_EXERCISE_. Whichever lines of the entries hold the word "input" should be identified and copied.

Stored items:
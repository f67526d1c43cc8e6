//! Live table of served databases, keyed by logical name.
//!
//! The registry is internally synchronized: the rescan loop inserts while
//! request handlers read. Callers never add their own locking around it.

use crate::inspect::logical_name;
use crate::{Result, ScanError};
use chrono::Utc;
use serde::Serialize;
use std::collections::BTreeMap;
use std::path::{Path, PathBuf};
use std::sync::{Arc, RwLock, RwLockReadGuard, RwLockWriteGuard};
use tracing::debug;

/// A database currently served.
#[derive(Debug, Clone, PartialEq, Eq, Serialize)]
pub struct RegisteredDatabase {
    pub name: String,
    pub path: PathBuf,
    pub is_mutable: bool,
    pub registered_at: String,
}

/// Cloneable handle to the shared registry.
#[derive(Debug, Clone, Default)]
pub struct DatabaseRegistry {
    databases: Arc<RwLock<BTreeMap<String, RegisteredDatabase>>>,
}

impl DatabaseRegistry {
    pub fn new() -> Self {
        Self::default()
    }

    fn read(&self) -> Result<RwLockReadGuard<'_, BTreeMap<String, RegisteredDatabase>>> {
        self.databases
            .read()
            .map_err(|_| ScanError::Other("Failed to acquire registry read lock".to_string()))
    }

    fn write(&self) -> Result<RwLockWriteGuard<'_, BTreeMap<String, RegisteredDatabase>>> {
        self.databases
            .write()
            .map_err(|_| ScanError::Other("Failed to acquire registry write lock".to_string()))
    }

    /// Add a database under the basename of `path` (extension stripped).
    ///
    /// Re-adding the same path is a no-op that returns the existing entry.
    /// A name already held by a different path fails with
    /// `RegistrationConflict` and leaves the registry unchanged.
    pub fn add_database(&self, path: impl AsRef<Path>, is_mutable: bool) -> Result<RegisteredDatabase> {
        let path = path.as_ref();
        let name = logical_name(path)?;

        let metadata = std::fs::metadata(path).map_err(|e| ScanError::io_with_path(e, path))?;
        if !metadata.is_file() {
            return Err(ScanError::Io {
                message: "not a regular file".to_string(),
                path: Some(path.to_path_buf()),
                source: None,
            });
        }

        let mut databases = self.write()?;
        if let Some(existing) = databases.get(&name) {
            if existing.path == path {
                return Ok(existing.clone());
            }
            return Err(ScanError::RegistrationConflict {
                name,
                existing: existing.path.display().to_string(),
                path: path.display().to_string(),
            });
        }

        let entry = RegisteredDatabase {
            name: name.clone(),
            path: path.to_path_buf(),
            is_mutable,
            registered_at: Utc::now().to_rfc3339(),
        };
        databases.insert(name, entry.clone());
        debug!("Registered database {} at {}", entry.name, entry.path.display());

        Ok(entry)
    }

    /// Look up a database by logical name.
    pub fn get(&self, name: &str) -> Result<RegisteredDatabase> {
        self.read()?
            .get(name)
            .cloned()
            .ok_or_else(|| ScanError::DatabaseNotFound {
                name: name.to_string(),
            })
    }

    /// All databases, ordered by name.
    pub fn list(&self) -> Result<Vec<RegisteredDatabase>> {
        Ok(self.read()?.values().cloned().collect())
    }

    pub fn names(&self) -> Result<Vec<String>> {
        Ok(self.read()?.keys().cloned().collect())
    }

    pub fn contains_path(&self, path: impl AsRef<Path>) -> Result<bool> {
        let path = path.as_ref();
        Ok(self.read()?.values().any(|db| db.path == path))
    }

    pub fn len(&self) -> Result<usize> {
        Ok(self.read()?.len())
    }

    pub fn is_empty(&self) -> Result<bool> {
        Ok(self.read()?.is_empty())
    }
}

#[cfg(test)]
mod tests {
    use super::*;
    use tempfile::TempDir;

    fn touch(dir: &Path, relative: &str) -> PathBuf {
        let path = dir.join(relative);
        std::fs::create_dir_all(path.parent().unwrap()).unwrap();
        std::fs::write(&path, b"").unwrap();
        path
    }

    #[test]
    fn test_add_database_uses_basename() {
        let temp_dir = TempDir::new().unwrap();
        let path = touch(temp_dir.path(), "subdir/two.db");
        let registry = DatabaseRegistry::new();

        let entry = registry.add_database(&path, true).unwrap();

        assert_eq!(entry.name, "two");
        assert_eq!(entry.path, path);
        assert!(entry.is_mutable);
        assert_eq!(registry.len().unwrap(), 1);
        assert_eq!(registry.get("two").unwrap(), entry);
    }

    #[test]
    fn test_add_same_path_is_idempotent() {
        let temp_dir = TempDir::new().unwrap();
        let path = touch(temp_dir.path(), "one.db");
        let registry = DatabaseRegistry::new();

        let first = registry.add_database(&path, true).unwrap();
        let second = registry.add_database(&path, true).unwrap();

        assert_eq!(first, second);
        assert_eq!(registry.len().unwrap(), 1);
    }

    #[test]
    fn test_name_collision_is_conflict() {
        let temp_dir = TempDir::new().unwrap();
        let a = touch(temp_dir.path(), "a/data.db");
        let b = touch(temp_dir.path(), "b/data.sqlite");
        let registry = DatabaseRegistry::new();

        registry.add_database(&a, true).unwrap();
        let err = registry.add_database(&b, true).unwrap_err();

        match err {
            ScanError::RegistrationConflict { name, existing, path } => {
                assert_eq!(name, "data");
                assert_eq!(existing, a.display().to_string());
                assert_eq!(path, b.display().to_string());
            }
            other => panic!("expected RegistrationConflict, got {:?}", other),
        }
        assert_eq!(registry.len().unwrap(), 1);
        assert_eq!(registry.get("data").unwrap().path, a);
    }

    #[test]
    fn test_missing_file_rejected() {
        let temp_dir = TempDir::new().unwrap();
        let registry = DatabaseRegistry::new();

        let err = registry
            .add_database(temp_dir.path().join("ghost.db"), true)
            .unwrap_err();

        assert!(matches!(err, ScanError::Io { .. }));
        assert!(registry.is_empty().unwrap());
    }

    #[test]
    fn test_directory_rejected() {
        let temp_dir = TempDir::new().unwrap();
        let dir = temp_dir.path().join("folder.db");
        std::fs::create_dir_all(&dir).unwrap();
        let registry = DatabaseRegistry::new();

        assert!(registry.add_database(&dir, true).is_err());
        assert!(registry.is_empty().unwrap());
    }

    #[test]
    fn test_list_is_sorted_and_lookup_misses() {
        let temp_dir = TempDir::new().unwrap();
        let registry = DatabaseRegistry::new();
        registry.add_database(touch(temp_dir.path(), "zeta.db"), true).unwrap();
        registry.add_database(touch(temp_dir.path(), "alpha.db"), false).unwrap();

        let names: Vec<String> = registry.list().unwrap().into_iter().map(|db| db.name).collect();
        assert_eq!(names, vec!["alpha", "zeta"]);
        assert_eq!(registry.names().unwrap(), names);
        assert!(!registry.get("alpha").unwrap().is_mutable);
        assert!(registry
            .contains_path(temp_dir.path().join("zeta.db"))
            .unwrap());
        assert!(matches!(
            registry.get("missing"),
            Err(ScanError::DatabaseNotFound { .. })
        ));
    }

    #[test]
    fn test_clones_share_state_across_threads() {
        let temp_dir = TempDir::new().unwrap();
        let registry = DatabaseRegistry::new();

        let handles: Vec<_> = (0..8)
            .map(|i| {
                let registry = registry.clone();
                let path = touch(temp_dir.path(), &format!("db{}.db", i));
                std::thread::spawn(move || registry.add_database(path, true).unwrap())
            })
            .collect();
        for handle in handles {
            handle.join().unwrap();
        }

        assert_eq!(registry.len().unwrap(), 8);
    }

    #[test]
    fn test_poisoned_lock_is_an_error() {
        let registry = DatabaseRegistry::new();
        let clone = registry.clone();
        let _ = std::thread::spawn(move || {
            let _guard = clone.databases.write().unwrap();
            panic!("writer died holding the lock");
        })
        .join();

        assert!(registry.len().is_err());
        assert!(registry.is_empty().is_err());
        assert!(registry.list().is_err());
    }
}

--

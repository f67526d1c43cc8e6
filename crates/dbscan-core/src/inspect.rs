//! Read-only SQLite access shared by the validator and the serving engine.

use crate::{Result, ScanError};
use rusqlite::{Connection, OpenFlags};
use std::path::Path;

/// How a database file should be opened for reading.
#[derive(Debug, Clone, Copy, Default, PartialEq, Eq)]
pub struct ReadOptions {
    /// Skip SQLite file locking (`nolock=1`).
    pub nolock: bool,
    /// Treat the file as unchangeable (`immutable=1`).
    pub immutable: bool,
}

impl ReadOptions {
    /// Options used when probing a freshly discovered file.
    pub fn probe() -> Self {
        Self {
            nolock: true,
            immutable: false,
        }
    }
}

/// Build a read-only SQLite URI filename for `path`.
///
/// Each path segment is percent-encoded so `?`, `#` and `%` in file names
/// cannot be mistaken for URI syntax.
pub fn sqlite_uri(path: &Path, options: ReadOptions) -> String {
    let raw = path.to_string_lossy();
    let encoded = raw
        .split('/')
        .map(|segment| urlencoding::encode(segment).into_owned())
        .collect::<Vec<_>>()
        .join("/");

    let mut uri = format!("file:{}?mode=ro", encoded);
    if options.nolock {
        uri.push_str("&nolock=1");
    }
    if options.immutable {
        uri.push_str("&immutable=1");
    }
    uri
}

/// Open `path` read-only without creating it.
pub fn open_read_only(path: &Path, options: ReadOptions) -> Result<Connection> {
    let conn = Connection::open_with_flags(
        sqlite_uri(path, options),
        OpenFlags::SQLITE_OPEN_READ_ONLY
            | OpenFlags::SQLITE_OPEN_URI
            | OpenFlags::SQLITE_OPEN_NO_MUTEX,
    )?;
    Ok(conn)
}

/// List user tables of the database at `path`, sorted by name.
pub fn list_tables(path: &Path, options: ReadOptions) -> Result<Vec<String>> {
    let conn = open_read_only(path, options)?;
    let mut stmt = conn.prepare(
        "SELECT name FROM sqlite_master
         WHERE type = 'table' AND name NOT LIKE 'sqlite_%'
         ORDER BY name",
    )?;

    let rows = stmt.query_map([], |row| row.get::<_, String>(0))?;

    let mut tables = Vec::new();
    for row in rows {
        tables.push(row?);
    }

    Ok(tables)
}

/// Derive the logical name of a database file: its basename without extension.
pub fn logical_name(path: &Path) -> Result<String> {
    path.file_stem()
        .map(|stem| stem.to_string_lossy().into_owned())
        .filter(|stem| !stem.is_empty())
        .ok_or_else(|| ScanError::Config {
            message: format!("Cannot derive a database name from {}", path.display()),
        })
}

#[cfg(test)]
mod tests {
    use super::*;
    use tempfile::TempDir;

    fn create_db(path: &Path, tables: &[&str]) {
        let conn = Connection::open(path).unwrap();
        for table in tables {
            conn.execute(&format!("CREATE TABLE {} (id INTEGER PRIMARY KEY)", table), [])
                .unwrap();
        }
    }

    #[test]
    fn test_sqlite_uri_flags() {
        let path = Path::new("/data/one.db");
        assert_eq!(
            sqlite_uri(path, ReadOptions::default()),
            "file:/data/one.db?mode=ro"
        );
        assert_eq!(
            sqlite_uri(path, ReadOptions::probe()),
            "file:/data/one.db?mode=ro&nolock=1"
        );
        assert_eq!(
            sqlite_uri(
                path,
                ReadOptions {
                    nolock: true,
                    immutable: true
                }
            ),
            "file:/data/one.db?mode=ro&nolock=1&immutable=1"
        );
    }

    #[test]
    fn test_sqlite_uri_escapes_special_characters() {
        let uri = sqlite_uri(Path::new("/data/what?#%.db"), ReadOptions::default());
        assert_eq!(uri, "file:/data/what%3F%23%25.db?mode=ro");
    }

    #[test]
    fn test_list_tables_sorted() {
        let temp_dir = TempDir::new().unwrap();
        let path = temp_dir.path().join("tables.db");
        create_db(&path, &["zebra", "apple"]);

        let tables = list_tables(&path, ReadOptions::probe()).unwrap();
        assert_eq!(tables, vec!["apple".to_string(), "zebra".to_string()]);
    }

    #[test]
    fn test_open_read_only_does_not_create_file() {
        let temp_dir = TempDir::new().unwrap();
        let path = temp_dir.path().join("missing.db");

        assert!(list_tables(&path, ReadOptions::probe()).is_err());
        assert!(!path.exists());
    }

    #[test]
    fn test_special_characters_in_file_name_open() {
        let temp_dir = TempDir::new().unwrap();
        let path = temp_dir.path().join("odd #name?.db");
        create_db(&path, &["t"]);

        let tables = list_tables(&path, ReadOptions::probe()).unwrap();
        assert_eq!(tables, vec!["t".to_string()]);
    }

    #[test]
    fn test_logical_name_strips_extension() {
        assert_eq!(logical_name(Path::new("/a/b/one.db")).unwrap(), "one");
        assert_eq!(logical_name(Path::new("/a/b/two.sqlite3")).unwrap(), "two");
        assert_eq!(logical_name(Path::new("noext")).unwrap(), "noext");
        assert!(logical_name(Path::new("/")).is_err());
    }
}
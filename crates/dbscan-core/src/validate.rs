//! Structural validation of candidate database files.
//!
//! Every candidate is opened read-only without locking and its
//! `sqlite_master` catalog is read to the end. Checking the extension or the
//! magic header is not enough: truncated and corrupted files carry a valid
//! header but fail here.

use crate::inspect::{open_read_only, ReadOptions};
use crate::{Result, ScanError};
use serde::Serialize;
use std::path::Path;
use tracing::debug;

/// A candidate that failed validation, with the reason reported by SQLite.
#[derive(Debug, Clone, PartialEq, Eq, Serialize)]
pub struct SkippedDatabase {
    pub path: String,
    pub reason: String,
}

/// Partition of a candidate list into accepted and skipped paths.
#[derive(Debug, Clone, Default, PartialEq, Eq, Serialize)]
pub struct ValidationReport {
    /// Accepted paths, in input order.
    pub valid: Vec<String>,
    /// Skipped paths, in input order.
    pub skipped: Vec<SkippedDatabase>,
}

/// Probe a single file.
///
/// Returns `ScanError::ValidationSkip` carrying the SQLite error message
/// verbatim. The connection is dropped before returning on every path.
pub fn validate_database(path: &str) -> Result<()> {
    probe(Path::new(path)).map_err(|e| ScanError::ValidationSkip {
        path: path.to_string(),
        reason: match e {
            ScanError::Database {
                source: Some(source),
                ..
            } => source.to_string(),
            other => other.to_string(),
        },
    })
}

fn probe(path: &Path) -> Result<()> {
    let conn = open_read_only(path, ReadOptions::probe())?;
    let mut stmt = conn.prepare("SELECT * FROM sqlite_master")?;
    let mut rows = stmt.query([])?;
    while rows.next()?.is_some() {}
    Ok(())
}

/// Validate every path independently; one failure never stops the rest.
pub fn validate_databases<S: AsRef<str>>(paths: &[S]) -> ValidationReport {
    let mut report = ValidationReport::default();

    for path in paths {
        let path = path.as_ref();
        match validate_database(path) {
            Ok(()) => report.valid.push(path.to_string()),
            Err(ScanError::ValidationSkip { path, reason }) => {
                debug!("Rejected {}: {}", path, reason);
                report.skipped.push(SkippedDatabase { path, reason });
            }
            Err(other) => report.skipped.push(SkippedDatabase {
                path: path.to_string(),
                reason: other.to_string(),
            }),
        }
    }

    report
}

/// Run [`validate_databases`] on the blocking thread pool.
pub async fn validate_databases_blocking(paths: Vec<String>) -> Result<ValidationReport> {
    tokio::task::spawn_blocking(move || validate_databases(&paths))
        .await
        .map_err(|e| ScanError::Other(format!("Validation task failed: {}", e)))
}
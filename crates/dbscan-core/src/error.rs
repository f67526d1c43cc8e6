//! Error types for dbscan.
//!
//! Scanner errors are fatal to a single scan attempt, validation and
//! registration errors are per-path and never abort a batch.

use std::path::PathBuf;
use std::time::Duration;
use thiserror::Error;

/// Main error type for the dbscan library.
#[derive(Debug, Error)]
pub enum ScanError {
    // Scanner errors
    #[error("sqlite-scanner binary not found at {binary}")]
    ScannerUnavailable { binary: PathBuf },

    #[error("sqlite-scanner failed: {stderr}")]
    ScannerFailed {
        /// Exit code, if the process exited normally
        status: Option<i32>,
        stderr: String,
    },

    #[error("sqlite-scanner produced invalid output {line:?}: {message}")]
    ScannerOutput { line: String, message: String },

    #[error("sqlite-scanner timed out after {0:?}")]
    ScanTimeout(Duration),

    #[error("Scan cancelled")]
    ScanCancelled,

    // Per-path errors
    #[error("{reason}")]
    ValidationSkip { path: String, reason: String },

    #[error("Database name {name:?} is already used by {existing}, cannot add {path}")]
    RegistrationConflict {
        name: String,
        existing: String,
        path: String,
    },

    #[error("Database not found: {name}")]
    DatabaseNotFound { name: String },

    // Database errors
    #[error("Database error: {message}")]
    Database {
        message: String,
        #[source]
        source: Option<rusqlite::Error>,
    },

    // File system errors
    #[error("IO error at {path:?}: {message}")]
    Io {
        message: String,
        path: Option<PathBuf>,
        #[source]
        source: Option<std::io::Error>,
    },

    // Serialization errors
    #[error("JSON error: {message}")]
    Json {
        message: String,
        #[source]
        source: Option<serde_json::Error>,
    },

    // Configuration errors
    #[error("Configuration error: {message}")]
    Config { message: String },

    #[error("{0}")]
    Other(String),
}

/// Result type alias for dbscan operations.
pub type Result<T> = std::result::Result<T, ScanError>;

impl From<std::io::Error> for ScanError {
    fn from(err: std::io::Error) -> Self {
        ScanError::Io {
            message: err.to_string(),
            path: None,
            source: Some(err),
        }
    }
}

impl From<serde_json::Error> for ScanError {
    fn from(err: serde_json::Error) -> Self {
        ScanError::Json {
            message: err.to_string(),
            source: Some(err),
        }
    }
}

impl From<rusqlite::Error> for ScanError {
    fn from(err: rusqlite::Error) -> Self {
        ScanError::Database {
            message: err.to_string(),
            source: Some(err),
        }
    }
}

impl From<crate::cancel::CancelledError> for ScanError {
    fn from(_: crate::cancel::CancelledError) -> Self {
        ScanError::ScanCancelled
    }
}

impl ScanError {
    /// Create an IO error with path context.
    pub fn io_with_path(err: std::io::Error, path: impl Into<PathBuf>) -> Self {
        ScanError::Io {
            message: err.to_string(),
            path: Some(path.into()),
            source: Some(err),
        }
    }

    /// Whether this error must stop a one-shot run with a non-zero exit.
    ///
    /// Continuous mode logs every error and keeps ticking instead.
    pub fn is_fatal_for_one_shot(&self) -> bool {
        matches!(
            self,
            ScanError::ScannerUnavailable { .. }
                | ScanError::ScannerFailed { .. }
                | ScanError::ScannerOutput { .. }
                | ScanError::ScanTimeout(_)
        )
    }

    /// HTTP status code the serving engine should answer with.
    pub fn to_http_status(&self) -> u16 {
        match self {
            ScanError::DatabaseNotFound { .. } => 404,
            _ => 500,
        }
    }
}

...

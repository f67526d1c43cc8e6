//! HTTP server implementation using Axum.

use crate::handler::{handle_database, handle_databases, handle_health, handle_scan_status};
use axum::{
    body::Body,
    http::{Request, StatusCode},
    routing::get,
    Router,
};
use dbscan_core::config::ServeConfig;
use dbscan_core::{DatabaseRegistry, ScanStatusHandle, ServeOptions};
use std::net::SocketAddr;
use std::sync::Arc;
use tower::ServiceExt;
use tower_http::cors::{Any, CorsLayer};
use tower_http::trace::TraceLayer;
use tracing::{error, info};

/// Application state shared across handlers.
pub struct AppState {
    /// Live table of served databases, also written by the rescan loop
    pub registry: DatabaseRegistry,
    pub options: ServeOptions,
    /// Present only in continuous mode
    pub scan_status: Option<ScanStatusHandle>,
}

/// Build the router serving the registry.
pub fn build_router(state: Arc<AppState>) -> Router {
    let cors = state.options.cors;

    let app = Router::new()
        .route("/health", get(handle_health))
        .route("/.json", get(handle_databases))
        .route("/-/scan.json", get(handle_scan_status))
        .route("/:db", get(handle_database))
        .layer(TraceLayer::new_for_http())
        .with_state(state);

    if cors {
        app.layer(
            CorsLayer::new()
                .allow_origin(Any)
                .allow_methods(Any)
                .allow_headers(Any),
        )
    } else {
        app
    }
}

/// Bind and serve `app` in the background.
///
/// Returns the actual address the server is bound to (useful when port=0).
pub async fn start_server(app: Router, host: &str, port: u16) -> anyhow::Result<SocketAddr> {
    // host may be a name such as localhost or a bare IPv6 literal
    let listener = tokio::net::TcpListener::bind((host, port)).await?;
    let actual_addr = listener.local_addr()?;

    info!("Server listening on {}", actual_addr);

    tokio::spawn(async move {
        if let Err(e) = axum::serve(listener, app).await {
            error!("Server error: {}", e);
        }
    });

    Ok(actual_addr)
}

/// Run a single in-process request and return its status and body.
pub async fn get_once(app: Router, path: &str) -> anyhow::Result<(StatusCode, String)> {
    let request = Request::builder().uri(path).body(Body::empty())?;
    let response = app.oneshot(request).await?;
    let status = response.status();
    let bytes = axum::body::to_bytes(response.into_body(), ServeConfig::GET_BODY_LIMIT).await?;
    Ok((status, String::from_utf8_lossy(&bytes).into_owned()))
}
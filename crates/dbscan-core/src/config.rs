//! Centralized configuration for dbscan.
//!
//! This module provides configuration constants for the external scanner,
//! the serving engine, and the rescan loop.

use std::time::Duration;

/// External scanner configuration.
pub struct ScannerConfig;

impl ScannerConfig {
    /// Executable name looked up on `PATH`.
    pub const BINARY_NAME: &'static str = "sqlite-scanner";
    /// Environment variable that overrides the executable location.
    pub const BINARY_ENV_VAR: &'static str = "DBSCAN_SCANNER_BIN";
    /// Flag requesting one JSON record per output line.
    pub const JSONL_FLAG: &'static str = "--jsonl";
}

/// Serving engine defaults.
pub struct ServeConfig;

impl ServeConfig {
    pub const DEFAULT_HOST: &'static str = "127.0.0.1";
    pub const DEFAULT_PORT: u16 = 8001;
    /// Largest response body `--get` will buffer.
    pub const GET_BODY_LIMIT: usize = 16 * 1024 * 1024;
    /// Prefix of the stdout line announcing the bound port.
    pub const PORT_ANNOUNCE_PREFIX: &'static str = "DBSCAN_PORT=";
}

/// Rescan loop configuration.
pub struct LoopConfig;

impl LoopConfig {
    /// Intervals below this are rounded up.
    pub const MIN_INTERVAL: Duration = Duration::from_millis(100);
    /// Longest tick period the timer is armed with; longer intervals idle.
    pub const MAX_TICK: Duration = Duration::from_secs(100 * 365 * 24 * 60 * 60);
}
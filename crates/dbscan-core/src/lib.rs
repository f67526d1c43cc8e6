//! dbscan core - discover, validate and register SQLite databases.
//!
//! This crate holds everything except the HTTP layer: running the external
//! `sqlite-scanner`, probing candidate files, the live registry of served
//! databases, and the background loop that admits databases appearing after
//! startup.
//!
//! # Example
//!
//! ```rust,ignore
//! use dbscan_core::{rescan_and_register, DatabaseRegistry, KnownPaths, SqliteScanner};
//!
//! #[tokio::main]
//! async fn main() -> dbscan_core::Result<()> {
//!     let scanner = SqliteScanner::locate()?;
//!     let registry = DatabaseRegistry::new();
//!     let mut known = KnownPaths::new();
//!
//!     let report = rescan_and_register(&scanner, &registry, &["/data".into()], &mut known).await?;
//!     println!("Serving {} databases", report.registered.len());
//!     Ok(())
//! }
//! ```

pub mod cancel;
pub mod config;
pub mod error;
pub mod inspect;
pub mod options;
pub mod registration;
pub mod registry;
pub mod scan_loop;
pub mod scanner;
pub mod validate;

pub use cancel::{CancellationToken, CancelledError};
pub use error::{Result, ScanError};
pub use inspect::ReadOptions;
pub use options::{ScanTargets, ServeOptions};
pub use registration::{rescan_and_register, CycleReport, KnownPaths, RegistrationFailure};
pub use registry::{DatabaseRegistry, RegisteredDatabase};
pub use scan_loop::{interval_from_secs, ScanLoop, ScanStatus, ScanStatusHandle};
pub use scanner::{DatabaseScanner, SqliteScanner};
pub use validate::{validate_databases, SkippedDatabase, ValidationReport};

_ANSWER TO THE EXERCISE_.
    /// Accepted paths, in input order.
    /// Skipped paths, in input order.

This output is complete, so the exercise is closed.